**Task inputs**

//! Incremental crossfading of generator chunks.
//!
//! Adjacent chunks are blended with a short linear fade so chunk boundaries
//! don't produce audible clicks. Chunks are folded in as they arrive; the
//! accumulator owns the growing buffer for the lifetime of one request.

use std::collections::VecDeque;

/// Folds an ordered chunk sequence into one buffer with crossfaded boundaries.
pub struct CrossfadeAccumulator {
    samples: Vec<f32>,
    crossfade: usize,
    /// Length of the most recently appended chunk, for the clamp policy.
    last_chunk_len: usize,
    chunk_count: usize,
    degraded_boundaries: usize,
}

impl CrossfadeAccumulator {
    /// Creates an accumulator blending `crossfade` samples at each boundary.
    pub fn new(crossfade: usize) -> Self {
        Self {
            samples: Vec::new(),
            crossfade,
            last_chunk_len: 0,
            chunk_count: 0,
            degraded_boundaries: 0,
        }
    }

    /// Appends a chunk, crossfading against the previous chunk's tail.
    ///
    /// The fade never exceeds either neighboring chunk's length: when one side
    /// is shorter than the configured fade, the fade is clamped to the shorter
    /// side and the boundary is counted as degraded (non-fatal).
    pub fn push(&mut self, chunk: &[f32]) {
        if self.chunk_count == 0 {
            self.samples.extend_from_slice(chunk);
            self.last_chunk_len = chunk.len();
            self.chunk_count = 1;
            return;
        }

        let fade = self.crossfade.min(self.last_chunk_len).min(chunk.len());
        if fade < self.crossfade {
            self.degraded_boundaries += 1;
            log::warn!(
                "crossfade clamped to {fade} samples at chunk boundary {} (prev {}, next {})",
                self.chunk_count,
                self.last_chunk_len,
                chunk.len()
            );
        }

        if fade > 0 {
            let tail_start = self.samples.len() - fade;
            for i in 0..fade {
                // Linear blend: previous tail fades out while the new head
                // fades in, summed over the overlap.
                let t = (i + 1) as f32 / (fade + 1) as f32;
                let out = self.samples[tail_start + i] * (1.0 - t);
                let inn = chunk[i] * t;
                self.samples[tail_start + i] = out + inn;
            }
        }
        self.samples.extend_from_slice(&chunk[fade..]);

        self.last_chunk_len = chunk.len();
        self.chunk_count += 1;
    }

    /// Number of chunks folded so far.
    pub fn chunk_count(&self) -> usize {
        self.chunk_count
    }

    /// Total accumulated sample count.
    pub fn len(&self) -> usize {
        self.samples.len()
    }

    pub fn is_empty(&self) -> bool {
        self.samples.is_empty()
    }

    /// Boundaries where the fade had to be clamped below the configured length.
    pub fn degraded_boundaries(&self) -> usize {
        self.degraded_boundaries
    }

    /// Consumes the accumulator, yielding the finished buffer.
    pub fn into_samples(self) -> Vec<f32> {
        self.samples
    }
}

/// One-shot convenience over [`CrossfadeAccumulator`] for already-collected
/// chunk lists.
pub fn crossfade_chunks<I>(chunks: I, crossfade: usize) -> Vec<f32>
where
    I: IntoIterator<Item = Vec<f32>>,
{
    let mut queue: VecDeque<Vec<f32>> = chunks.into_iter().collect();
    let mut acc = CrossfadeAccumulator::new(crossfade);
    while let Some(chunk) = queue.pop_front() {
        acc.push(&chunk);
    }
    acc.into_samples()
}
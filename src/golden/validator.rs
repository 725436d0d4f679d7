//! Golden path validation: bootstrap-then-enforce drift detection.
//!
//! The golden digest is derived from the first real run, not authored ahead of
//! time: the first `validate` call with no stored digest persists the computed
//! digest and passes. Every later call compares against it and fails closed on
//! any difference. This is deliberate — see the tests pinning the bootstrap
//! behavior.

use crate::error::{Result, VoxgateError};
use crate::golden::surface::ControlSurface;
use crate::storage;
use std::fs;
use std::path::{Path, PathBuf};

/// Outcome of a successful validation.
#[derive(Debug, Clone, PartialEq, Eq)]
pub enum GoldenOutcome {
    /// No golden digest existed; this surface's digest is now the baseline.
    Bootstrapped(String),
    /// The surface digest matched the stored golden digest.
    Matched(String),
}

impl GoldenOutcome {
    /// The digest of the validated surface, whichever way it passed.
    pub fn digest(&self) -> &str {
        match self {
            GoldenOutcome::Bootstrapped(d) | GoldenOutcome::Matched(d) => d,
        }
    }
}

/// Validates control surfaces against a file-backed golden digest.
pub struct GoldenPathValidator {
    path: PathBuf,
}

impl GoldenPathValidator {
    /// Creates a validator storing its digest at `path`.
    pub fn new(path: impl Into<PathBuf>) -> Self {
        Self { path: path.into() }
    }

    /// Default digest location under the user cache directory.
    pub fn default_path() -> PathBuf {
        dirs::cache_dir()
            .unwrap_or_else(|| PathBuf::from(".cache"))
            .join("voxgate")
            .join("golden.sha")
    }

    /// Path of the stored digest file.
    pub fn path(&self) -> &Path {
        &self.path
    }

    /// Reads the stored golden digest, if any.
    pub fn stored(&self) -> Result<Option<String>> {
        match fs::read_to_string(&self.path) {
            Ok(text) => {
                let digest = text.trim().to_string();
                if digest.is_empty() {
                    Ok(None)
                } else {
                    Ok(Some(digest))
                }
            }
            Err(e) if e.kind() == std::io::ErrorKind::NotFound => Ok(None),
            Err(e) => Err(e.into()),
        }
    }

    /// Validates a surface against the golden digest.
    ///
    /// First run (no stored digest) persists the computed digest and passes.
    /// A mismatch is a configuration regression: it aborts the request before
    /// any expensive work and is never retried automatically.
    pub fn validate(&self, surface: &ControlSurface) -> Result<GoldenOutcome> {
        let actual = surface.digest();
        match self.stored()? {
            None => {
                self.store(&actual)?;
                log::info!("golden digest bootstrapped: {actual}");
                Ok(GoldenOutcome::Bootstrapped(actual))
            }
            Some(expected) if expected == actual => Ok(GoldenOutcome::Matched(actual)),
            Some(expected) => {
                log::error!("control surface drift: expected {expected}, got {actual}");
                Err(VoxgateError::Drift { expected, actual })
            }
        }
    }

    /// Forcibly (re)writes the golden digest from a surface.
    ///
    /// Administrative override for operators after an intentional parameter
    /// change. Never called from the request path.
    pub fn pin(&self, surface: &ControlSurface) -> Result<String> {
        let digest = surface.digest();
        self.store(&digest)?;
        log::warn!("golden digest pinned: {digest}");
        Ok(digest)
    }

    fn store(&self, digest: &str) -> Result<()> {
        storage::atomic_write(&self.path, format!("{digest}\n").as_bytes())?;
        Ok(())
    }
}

**Exercise directions**
How many lines in the records above contain the word "computed"? Answer with the number only.

**Response area**
2